In this post we’ll take a whistle-stop tour around the topic of data, going from sources and types through to use cases and the technologies involved in processing data.

We’ll briefly explore the conflicting requirements around data and emphasise the need for everyone to think about it in the development process, rather than treating data as an afterthought where its value won’t be properly maximised.

Introduction

Over the last decade we’ve heard more and more about data. Firms feel they should be embracing big data, everyone talks about being data driven and recently AI and machine learning, which is powered by data, has really taken off

Despite this, there is a certain amount of mystique around the area for many engineers and managers: often data responsibilities are handed off to an unknown data team who manage the data platform. Unfortunately, as a result, it doesn’t always deliver what was hoped for - I’ve witnessed confusion around the role of the big data system (e.g. Spark) vs the older warehouse, an inability for BAs to find the data they need or even to know what data is available where, arguments over whether the data platform should be used in operational flows and frustrations when managers want real time insights but can’t get them.

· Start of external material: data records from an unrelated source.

use std::collections::BTreeMap;

use nalgebra::{dvector, Vector3, Vector6};
use odpartials::estimation_setup::mutual_approximation_partials::{
    create_multi_link_partials, create_single_link_partials,
};
use odpartials::estimation_setup::PartialSettings;
use odpartials::link_ends::{LinkEndType, LinkEnds, ObservableType};
use odpartials::parameters::catalog::EstimatableParameterSet;
use odpartials::parameters::{EstimatableParameter, ParameterIndex};
use odpartials::position_partials::EnvironmentPositionPartials;
use odpartials::scaling::ScalingVariant;
use odpartials::PartialsError;

mod common;
use common::{
    link_ends, shapiro_legs, CountingProvider, EmptyProvider, SecondaryTransmitterProvider,
    JUPITER_MU,
};

fn target_catalog() -> EstimatableParameterSet {
    EstimatableParameterSet::new(vec![EstimatableParameter::initial_body_state(
        "Target",
        Vector6::zeros(),
    )])
    .unwrap()
}

#[test]
fn test_single_initial_state_dependency() {
    let provider = SecondaryTransmitterProvider {
        body: "Target".into(),
    };
    let partials = create_single_link_partials(
        &link_ends("Io", "Target", "Earth"),
        &target_catalog(),
        &PartialSettings::default(),
        &provider,
        &[],
    )
    .unwrap();

    assert_eq!(partials.indices(), vec![ParameterIndex::new(0, 6)]);
    let partial = partials.get(&ParameterIndex::new(0, 6)).unwrap();
    assert_eq!(partial.parameter_size(), 6);
    assert_eq!(partial.observable_size(), 1);
    assert_eq!(partial.light_time_leg_count(), 0);
}

#[test]
fn test_no_dependency_gives_empty_map() {
    let partials = create_single_link_partials(
        &link_ends("Io", "Target", "Earth"),
        &target_catalog(),
        &PartialSettings::default(),
        &EmptyProvider,
        &[],
    )
    .unwrap();

    assert!(partials.is_empty());
    assert_eq!(partials.scaling.variant(), ScalingVariant::CentralInstant);
    assert!(partials.scaling.current_epoch().is_none());
}

#[test]
fn test_multi_link_correction_lookup() {
    let with_corrections = link_ends("Io", "Europa", "Earth");
    let without_corrections = link_ends("Io", "Ganymede", "Earth");
    let corrections = BTreeMap::from([(with_corrections.clone(), shapiro_legs(2))]);

    let catalog = EstimatableParameterSet::new(vec![
        EstimatableParameter::initial_body_state("Io", Vector6::zeros()),
        EstimatableParameter::gravitational_parameter("Jupiter", JUPITER_MU),
        EstimatableParameter::ppn_gamma(1.0),
    ])
    .unwrap();

    let map = create_multi_link_partials(
        &[with_corrections.clone(), without_corrections.clone()],
        &catalog,
        &PartialSettings::default(),
        &EnvironmentPositionPartials::new(),
        Some(&corrections),
    )
    .unwrap();
    assert_eq!(map.len(), 2);

    let corrected = &map[&with_corrections];
    assert_eq!(
        corrected.indices(),
        vec![
            ParameterIndex::new(0, 6),
            ParameterIndex::new(6, 1),
            ParameterIndex::new(7, 1)
        ]
    );
    for partial in corrected.partials.values() {
        assert_eq!(partial.light_time_leg_count(), 2);
    }
    let mu = corrected.get(&ParameterIndex::new(6, 1)).unwrap();
    assert_eq!(mu.number_of_light_time_correction_partial_functions(), 2);

    let uncorrected = &map[&without_corrections];
    assert_eq!(uncorrected.indices(), vec![ParameterIndex::new(0, 6)]);
    let io = uncorrected.get(&ParameterIndex::new(0, 6)).unwrap();
    assert_eq!(io.light_time_leg_count(), 0);
    assert_eq!(io.number_of_light_time_correction_partial_functions(), 0);
}

#[test]
fn test_link_property_bypasses_position_provider() {
    let links = link_ends("Io", "Europa", "Earth");
    let catalog = EstimatableParameterSet::new(vec![EstimatableParameter::observation_bias(
        false,
        links.clone(),
        ObservableType::MutualApproximation,
        dvector![0.0],
    )
    .unwrap()])
    .unwrap();

    let provider = CountingProvider::default();
    let partials = create_single_link_partials(
        &links,
        &catalog,
        &PartialSettings::default(),
        &provider,
        &[],
    )
    .unwrap();

    assert_eq!(provider.total_calls(), 0);
    assert_eq!(partials.indices(), vec![ParameterIndex::new(0, 1)]);
}

#[test]
fn test_position_provider_queried_once_per_parameter() {
    let catalog = EstimatableParameterSet::new(vec![
        EstimatableParameter::initial_body_state("Io", Vector6::zeros()),
        EstimatableParameter::initial_body_state("Europa", Vector6::zeros()),
        EstimatableParameter::radiation_pressure_coefficient("Io", 1.2),
        EstimatableParameter::ground_station_position("Earth", "Station-A", Vector3::x()),
    ])
    .unwrap();
    let provider = CountingProvider::default();
    create_single_link_partials(
        &link_ends("Io", "Europa", "Earth"),
        &catalog,
        &PartialSettings::default(),
        &provider,
        &[],
    )
    .unwrap();

    assert_eq!(
        provider
            .wrt_body_calls
            .load(std::sync::atomic::Ordering::SeqCst),
        2
    );
    assert_eq!(
        provider
            .wrt_parameter_calls
            .load(std::sync::atomic::Ordering::SeqCst),
        2
    );
}

#[test]
fn test_uncoupled_parameters_are_absent() {
    let catalog = EstimatableParameterSet::new(vec![
        EstimatableParameter::initial_body_state("Callisto", Vector6::zeros()),
        EstimatableParameter::initial_body_state("Europa", Vector6::zeros()),
        EstimatableParameter::gravitational_parameter("Saturn", 3.7931187e16),
        EstimatableParameter::ppn_gamma(1.0),
        EstimatableParameter::ground_station_position("Mars", "Lander", Vector3::y()),
    ])
    .unwrap();

    let partials = create_single_link_partials(
        &link_ends("Io", "Europa", "Earth"),
        &catalog,
        &PartialSettings::default(),
        &EnvironmentPositionPartials::new(),
        &shapiro_legs(2),
    )
    .unwrap();

    // Saturn does not perturb the light paths; gamma does through the Jupiter term.
    assert_eq!(
        partials.indices(),
        vec![ParameterIndex::new(6, 6), ParameterIndex::new(13, 1)]
    );
}

#[test]
fn test_catalog_blocks_do_not_overlap() {
    let links = link_ends("Io", "Europa", "Earth");
    let catalog = EstimatableParameterSet::new(vec![
        EstimatableParameter::gravitational_parameter("Jupiter", JUPITER_MU),
        EstimatableParameter::initial_body_state("Io", Vector6::zeros()),
        EstimatableParameter::ground_station_position("Earth", "Station-A", Vector3::x()),
        EstimatableParameter::arc_wise_initial_body_state("Europa", 0, Vector6::zeros()),
        EstimatableParameter::arc_wise_initial_body_state("Europa", 1, Vector6::zeros()),
        EstimatableParameter::ppn_gamma(1.0),
        EstimatableParameter::observation_bias(
            true,
            links,
            ObservableType::MutualApproximation,
            dvector![0.0],
        )
        .unwrap(),
    ])
    .unwrap();

    let indices: Vec<ParameterIndex> = catalog
        .parameter_indices()
        .into_iter()
        .map(|(index, _)| index)
        .collect();
    for (i, a) in indices.iter().enumerate() {
        for b in &indices[i + 1..] {
            assert!(!a.overlaps(b), "{a} overlaps {b}");
        }
    }
    let initial_starts: Vec<usize> = indices.iter().take(3).map(|index| index.start).collect();
    assert_eq!(initial_starts, vec![0, 6, 12]);
    assert_eq!(catalog.total_parameter_size(), 24);
}

#[test]
fn test_strict_leg_count() {
    let links = link_ends("Io", "Europa", "Earth");
    for legs in [1, 3] {
        let err = create_single_link_partials(
            &links,
            &target_catalog(),
            &PartialSettings::default(),
            &EnvironmentPositionPartials::new(),
            &shapiro_legs(legs),
        )
        .unwrap_err();
        assert_eq!(
            err,
            PartialsError::LightTimeLegCount {
                observable: ObservableType::MutualApproximation,
                found: legs,
                expected: 2,
            }
        );
        assert!(err
            .to_string()
            .contains(&format!("light time corrections for {legs} links found")));
    }

    assert!(create_single_link_partials(
        &links,
        &target_catalog(),
        &PartialSettings::default(),
        &EnvironmentPositionPartials::new(),
        &[],
    )
    .is_ok());
}

#[test]
fn test_permissive_multi_link_still_fails_on_leg_count() {
    // The multi-link builder only warns; the per-link builder it forwards to rejects the list.
    let links = link_ends("Io", "Europa", "Earth");
    let corrections = BTreeMap::from([(links.clone(), shapiro_legs(1))]);
    let err = create_multi_link_partials(
        &[links],
        &target_catalog(),
        &PartialSettings::default(),
        &EnvironmentPositionPartials::new(),
        Some(&corrections),
    )
    .unwrap_err();
    assert!(matches!(
        err,
        PartialsError::LightTimeLegCount { found: 1, .. }
    ));
}

#[test]
fn test_missing_role() {
    let incomplete = LinkEnds::new()
        .with(LinkEndType::Transmitter, "Io")
        .with(LinkEndType::Receiver, "Earth");
    let err = create_single_link_partials(
        &incomplete,
        &target_catalog(),
        &PartialSettings::default(),
        &EnvironmentPositionPartials::new(),
        &[],
    )
    .unwrap_err();
    assert!(matches!(
        err,
        PartialsError::MissingLinkEnd {
            missing: LinkEndType::Transmitter2,
            ..
        }
    ));
    assert!(err.to_string().contains("did not find"));

    let map = create_multi_link_partials(
        &[link_ends("Io", "Europa", "Earth"), incomplete],
        &target_catalog(),
        &PartialSettings::default(),
        &EnvironmentPositionPartials::new(),
        None,
    );
    assert!(map.is_err());
}

#[test]
fn test_rotational_initial_state_is_rejected() {
    let catalog = EstimatableParameterSet::new(vec![
        EstimatableParameter::initial_rotational_body_state(
            "Io",
            nalgebra::SVector::<f64, 7>::zeros(),
        ),
    ])
    .unwrap();
    let err = create_single_link_partials(
        &link_ends("Io", "Europa", "Earth"),
        &catalog,
        &PartialSettings::default(),
        &EnvironmentPositionPartials::new(),
        &[],
    )
    .unwrap_err();
    assert!(matches!(
        err,
        PartialsError::UnidentifiedInitialStateParameter { .. }
    ));
}

#[test]
fn test_instant_flag_selects_distinct_scalings() {
    let links = link_ends("Io", "Europa", "Earth");
    let catalog = EstimatableParameterSet::new(vec![EstimatableParameter::initial_body_state(
        "Io",
        Vector6::zeros(),
    )])
    .unwrap();
    let instant = PartialSettings::builder()
        .central_instant_as_observable(true)
        .build()
        .unwrap();
    let modified = PartialSettings::builder()
        .central_instant_as_observable(false)
        .build()
        .unwrap();

    let provider = EnvironmentPositionPartials::new();
    let a = create_single_link_partials(&links, &catalog, &instant, &provider, &[]).unwrap();
    let b = create_single_link_partials(&links, &catalog, &modified, &provider, &[]).unwrap();

    assert_ne!(a.scaling.variant(), b.scaling.variant());
    assert_ne!(
        a.scaling.variant().to_string(),
        b.scaling.variant().to_string()
    );

    // Same geometry, different observables: the two partials must not be interchangeable.
    let states = common::approach_states();
    let epoch = common::reference_epoch();
    a.scaling.update(&states, epoch).unwrap();
    b.scaling.update(&states, epoch).unwrap();
    let index = ParameterIndex::new(0, 6);
    let from_instant = a
        .get(&index)
        .unwrap()
        .calculate_partial(&states, None)
        .unwrap();
    let from_modified = b
        .get(&index)
        .unwrap()
        .calculate_partial(&states, None)
        .unwrap();
    assert!((from_instant - from_modified).norm() > 0.0);
}

#[test]
fn test_modified_instant_requires_central_instant_observable() {
    let err = PartialSettings::builder()
        .observable(ObservableType::MutualApproximationWithImpactParameter)
        .central_instant_as_observable(false)
        .build()
        .unwrap_err();
    assert!(matches!(err, PartialsError::InvalidSettings(_)));
}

I’d argue (not very controversially) that this siloed, hand-it-off approach isn’t great and we need to treat data requirements like any other as a first class citizen that everyone is involved in. Yes, sometimes data requirements demand data engineering or ML expertise and different tooling compared to the online transactional workloads but nonetheless we should understand the use cases and where our tools and people are well suited and where not.

Types of data

To start let’s think about the types of data flying around a typical organisation and to illustrate this, consider the diagram below showing some examples of what might be ingested into and generated by a financial products app:

A diagram showing data types including: an app creating activity data like clicks, purchases, external stock price data coming in, accounts and profiles and products being created

We see a number of classes of data:

  • system data like logs and metrics from the services we run
  • customer data, like someone’s address, email, preferences and account information
  • activity data – from views and clicks to purchases
  • product data about goods or services
  • external enrichment data like time series price data being pulled in

It’s clear even from this simple example that the data in an orginisation is varied in nature and in its use. Some of the data may be at the centre of what a company does, sometimes it’s more on the periphery but all is valuable.

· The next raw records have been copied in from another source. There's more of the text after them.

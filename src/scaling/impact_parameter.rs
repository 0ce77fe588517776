//! Scalings involving the impact parameter of a mutual approximation.
//!
//! The impact parameter `b = s(t_c)` is the minimum apparent distance. Its total sensitivity
//! includes the shift of the central instant:
//!
//! ```text
//! ∂b/∂r = ∂s/∂r + ṡ ∂t_c/∂r
//! ```
//!
//! At the central instant `ṡ = 0` and only the first term remains; away from it both
//! contribute.
use hifitime::Epoch;

use crate::link_ends::LinkEndStates;
use crate::partials_errors::PartialsError;
use crate::scaling::{
    GeometrySource, ObservableScaling, ScalingCache, ScalingFactors, ScalingVariant,
};

#[derive(Debug)]
pub struct ImpactParameterScaling {
    source: GeometrySource,
    cache: ScalingCache,
}

impl ImpactParameterScaling {
    pub fn new(source: GeometrySource) -> Self {
        ImpactParameterScaling {
            source,
            cache: ScalingCache::new(),
        }
    }
}

impl ObservableScaling for ImpactParameterScaling {
    fn variant(&self) -> ScalingVariant {
        ScalingVariant::ImpactParameter
    }

    fn cache(&self) -> &ScalingCache {
        &self.cache
    }

    fn update(&self, states: &LinkEndStates, epoch: Epoch) -> Result<(), PartialsError> {
        let geometry = self.source.apparent_separation(states)?;
        let rows = [
            geometry.impact_parameter_partial(0)?,
            geometry.impact_parameter_partial(1)?,
        ];
        self.cache.store(ScalingFactors::new(
            epoch,
            [&rows[..1], &rows[1..]],
            geometry.transmitter_velocities,
        ))
    }
}

/// Central instant (row 0) and impact parameter (row 1), stacked.
#[derive(Debug)]
pub struct MutualApproximationWithImpactParameterScaling {
    source: GeometrySource,
    cache: ScalingCache,
}

impl MutualApproximationWithImpactParameterScaling {
    pub fn new(source: GeometrySource) -> Self {
        MutualApproximationWithImpactParameterScaling {
            source,
            cache: ScalingCache::new(),
        }
    }
}

impl ObservableScaling for MutualApproximationWithImpactParameterScaling {
    fn variant(&self) -> ScalingVariant {
        ScalingVariant::CentralInstantWithImpactParameter
    }

    fn cache(&self) -> &ScalingCache {
        &self.cache
    }

    fn update(&self, states: &LinkEndStates, epoch: Epoch) -> Result<(), PartialsError> {
        let geometry = self.source.apparent_separation(states)?;
        let transmitter = [
            geometry.central_instant_partial(0)?,
            geometry.impact_parameter_partial(0)?,
        ];
        let transmitter2 = [
            geometry.central_instant_partial(1)?,
            geometry.impact_parameter_partial(1)?,
        ];
        self.cache.store(ScalingFactors::new(
            epoch,
            [&transmitter, &transmitter2],
            geometry.transmitter_velocities,
        ))
    }
}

4 rectangles saying rate, quality, sensitivity, type (state or value)

There’s many different properties of data we could consider but to take a few: some data will be frequent and high volume, other infrequent, some will be sensitive e.g. with PII data, some not and some will be high quality, other poor with missing data or no schema. We may also note a difference between data that communicates changes to state like a user’s address vs event data (e.g. user clicks) vs data that provides a continually changing time-series value like a stock price or the current latency of an API. We see differences in these properties for the examples of data types:

Data Event throughput Sensitivity Quality State vs values
System logs and metrics High Medium Medium Values stream
Customer data Low High High Current state
Analytics clickstream High Medium Low Event stream
Product catalogue Low Low High Current state
Stock prices High Low High Values stream

This implies that a one size fits all approach to ingesting and processing data is unlikely to work.

Usages of data

Let’s move on to consider some of the ways we might want to use that data. We’re thinking here of use cases other than the core task storing of data when a user submits it.

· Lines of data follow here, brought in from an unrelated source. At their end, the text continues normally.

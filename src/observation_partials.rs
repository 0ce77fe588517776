//! # Observation partials
//!
//! An observation partial is the analytic sensitivity `∂obs/∂p` (`M × N`) of one observable
//! of one link-end set to one estimated parameter. Partials are built once by
//! [`crate::estimation_setup`] and evaluated at every observation epoch, after the shared
//! scaling has been refreshed for that epoch.
//!
//! ## Overview
//!
//! - [`ObservationPartial`] – common interface.
//! - [`ApproximationPartial`] – mutual-approximation partial: chains link-end position partials
//!   and light-time correction partials through the link's [`SharedScaling`].
//! - [`ObservationBiasPartial`] – partial w.r.t. a constant observation bias (a link property),
//!   independent of the geometry.
//!
//! ## See also
//! ------------
//! * [`crate::scaling::ObservableScaling`] – Per-epoch factors shared by all partials of a link.
//! * [`crate::design_matrix`] – Assembles the partials of a link into design-matrix rows.
use std::fmt;

use nalgebra::{DMatrix, DVector};
use smallvec::SmallVec;

use crate::constants::REQUIRED_LIGHT_TIME_LEGS;
use crate::link_ends::{link_end_state, LinkEndStates, LinkEnds, ObservableType};
use crate::light_time_corrections::{LightTimePartialFunction, LIGHT_TIME_LEG_ROLES};
use crate::parameters::{EstimatableParameter, EstimatableParameterKind, ParameterIdentifier};
use crate::partials_errors::PartialsError;
use crate::position_partials::PositionPartialMap;
use crate::scaling::SharedScaling;

/// Sensitivity of one observable to one estimated parameter.
pub trait ObservationPartial: Send + Sync + fmt::Debug {
    fn parameter_identifier(&self) -> &ParameterIdentifier;

    /// Number of columns `N` of the partial.
    fn parameter_size(&self) -> usize;

    /// Number of rows `M` of the partial.
    fn observable_size(&self) -> usize;

    /// Evaluate `∂obs/∂p` for the current epoch.
    ///
    /// Arguments
    /// -----------------
    /// * `states`: Link-end states of the observation.
    /// * `observation`: Current value of the observable, required by relative-bias partials.
    ///
    /// Return
    /// ----------
    /// * The `M × N` partial.
    fn calculate_partial(
        &self,
        states: &LinkEndStates,
        observation: Option<&DVector<f64>>,
    ) -> Result<DMatrix<f64>, PartialsError>;

    /// Number of light-time legs this partial carries correction data for (0 or 2).
    fn light_time_leg_count(&self) -> usize {
        0
    }

    /// Number of light-time correction partial functions, over all legs.
    fn number_of_light_time_correction_partial_functions(&self) -> usize {
        0
    }
}

/// Light-time partial functions of one parameter, one list per leg.
pub type LegPartialFunctions =
    SmallVec<[Vec<LightTimePartialFunction>; REQUIRED_LIGHT_TIME_LEGS]>;

/// Mutual-approximation partial w.r.t. one parameter.
///
/// ```text
/// ∂obs/∂p = Σ_role scaling(role) · ∂r_role/∂p  +  Σ_leg scaling(leg) · Σ_fn ∂Δt_fn/∂p
/// ```
pub struct ApproximationPartial {
    parameter: ParameterIdentifier,
    parameter_size: usize,
    scaling: SharedScaling,
    position_partials: PositionPartialMap,
    light_time_partials: LegPartialFunctions,
}

impl ApproximationPartial {
    /// Arguments
    /// -----------------
    /// * `parameter`, `parameter_size`: Identity and width of the parameter.
    /// * `scaling`: Scaling shared by the partials of the link-end set.
    /// * `position_partials`: Link-end positions depending on the parameter.
    /// * `light_time_partials`: Per-leg correction partial functions depending on the
    ///   parameter; empty, or one entry per leg.
    pub fn new(
        parameter: ParameterIdentifier,
        parameter_size: usize,
        scaling: SharedScaling,
        position_partials: PositionPartialMap,
        light_time_partials: LegPartialFunctions,
    ) -> Self {
        ApproximationPartial {
            parameter,
            parameter_size,
            scaling,
            position_partials,
            light_time_partials,
        }
    }

    pub fn position_partials(&self) -> &PositionPartialMap {
        &self.position_partials
    }

    pub fn scaling(&self) -> &SharedScaling {
        &self.scaling
    }

    /// Whether the parameter influences the observable at all.
    pub fn has_dependency(&self) -> bool {
        !self.position_partials.is_empty()
            || self.number_of_light_time_correction_partial_functions() > 0
    }

    fn check_width(&self, block: &DMatrix<f64>) -> Result<(), PartialsError> {
        if block.ncols() != self.parameter_size {
            return Err(PartialsError::DesignMatrixShape {
                parameter: self.parameter.to_string(),
                start: 0,
                end: self.parameter_size,
                rows: block.nrows(),
                columns: block.ncols(),
            });
        }
        Ok(())
    }
}

impl fmt::Debug for ApproximationPartial {
    fn fmt(&self, f: &mut fmt::Formatter<'_>) -> fmt::Result {
        f.debug_struct("ApproximationPartial")
            .field("parameter", &self.parameter)
            .field("parameter_size", &self.parameter_size)
            .field("scaling", &self.scaling.variant())
            .field("position_partials", &self.position_partials)
            .field(
                "light_time_partials",
                &self.light_time_partials.iter().map(Vec::len).collect::<Vec<_>>(),
            )
            .finish()
    }
}

impl ObservationPartial for ApproximationPartial {
    fn parameter_identifier(&self) -> &ParameterIdentifier {
        &self.parameter
    }

    fn parameter_size(&self) -> usize {
        self.parameter_size
    }

    fn observable_size(&self) -> usize {
        self.scaling.observable_size()
    }

    fn calculate_partial(
        &self,
        states: &LinkEndStates,
        _observation: Option<&DVector<f64>>,
    ) -> Result<DMatrix<f64>, PartialsError> {
        let mut partial = DMatrix::zeros(self.observable_size(), self.parameter_size);

        for (role, position_partial) in &self.position_partials {
            let state = link_end_state(states, *role)?;
            let block = position_partial.wrt_parameter(state);
            self.check_width(&block)?;
            partial += self.scaling.scaling_factor(*role)? * block;
        }

        for (leg, functions) in self.light_time_partials.iter().enumerate() {
            if functions.is_empty() {
                continue;
            }
            let Some(&(transmitter_role, receiver_role)) = LIGHT_TIME_LEG_ROLES.get(leg) else {
                return Err(PartialsError::LightTimeLegCount {
                    observable: self.scaling.observable_type(),
                    found: self.light_time_partials.len(),
                    expected: REQUIRED_LIGHT_TIME_LEGS,
                });
            };
            let transmitter = link_end_state(states, transmitter_role)?;
            let receiver = link_end_state(states, receiver_role)?;
            let leg_scaling = self.scaling.light_time_correction_scaling(leg)?;
            for function in functions {
                let block = function(transmitter, receiver)?;
                self.check_width(&block)?;
                partial += &leg_scaling * block;
            }
        }

        Ok(partial)
    }

    fn light_time_leg_count(&self) -> usize {
        self.light_time_partials.len()
    }

    fn number_of_light_time_correction_partial_functions(&self) -> usize {
        self.light_time_partials.iter().map(Vec::len).sum()
    }
}

/// Partial w.r.t. a constant observation bias of a link.
///
/// * absolute bias (`obs + b`): identity, `M × M`
/// * relative bias (`obs · (1 + b)`): `diag(obs)`, `M × M`
#[derive(Debug, Clone, PartialEq)]
pub struct ObservationBiasPartial {
    parameter: ParameterIdentifier,
    observable_size: usize,
    relative: bool,
}

impl ObservationBiasPartial {
    pub fn new(parameter: ParameterIdentifier, observable_size: usize, relative: bool) -> Self {
        ObservationBiasPartial {
            parameter,
            observable_size,
            relative,
        }
    }

    pub fn is_relative(&self) -> bool {
        self.relative
    }
}

impl ObservationPartial for ObservationBiasPartial {
    fn parameter_identifier(&self) -> &ParameterIdentifier {
        &self.parameter
    }

    fn parameter_size(&self) -> usize {
        self.observable_size
    }

    fn observable_size(&self) -> usize {
        self.observable_size
    }

    fn calculate_partial(
        &self,
        _states: &LinkEndStates,
        observation: Option<&DVector<f64>>,
    ) -> Result<DMatrix<f64>, PartialsError> {
        if !self.relative {
            return Ok(DMatrix::identity(self.observable_size, self.observable_size));
        }
        match observation {
            Some(value) if value.len() == self.observable_size => {
                Ok(DMatrix::from_diagonal(value))
            }
            _ => Err(PartialsError::MissingObservation(self.parameter.to_string())),
        }
    }
}

/// Create the partial w.r.t. a link-property parameter.
///
/// Link properties never go through position partials. The partial exists only when the
/// parameter targets the same link ends and observable.
///
/// Return
/// ----------
/// * `Some(partial)` for a bias of this link and observable, `None` otherwise.
pub fn create_observation_partial_wrt_link_property(
    link_ends: &LinkEnds,
    observable: ObservableType,
    parameter: &EstimatableParameter,
) -> Option<Box<dyn ObservationPartial>> {
    let link = parameter.observation_link()?;
    if link.link_ends != *link_ends || link.observable != observable {
        return None;
    }
    let relative = match parameter.kind() {
        EstimatableParameterKind::ConstantAdditiveObservationBias => false,
        EstimatableParameterKind::ConstantRelativeObservationBias => true,
        _ => return None,
    };
    Some(Box::new(ObservationBiasPartial::new(
        parameter.identifier().clone(),
        observable.observable_size(),
        relative,
    )))
}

A group of colorful circles per use case which are:Running analytics queries for Business Intelligence (BI), Performing offline or real time time-series analysis of a particular stock, energy trade, sale etc for predictive purposes, understanding a user’s interaction with a website or app, near real time promotions, including location based – e.g. customer buys a coffee in a mall and we promote some deal in a nearby shop, aggregating all of a single user’s data for a subject access request, automatically blocking a cyber-attack when suspicious activity comes from an account or IP, Segmenting customers into groups for marketing based on lots of information about them from various systems, Generating recommendations for customers based on what other people have liked, Training or fine tuning an AI model with an organisation’s data

We see a wide variety of use cases varying in the breadth and type data they need, how real time they are, accuracy needs etc. They’ve been drawn overlapping where they are some commonalities, e.g. producing segments for a customer will involve a 360 view of a single customer just as a Subject Access Request (SAR) would. Let’s explore further how we might think about the different use cases. Some common attributes that we’ll explore further are:

5 boxes saying accuracy, latency, retention, data array dimensions

Use Case Attributes

Accuracy

What’s the cost of acting on incorrect data or incomplete data. What’s the cost of producing incorrect or insufficiently accurate results. Regulatory reports need to be super accurate. On the other hand missing some late clickstream data about a page view is rarely a problem and won’t affect aggregate statistics.

Latency

How quickly must we act upon the data – batch (e.g. daily, hourly), micro batch (e.g. every 30s or 2 minutes)or real time. In recent years the trend has been towards more near real time data rather than daily or weekly batches. Often this must be traded off against accuracy or require multiple piplines – see literature around streaming watermarks and the Lambda and Kappa architectures.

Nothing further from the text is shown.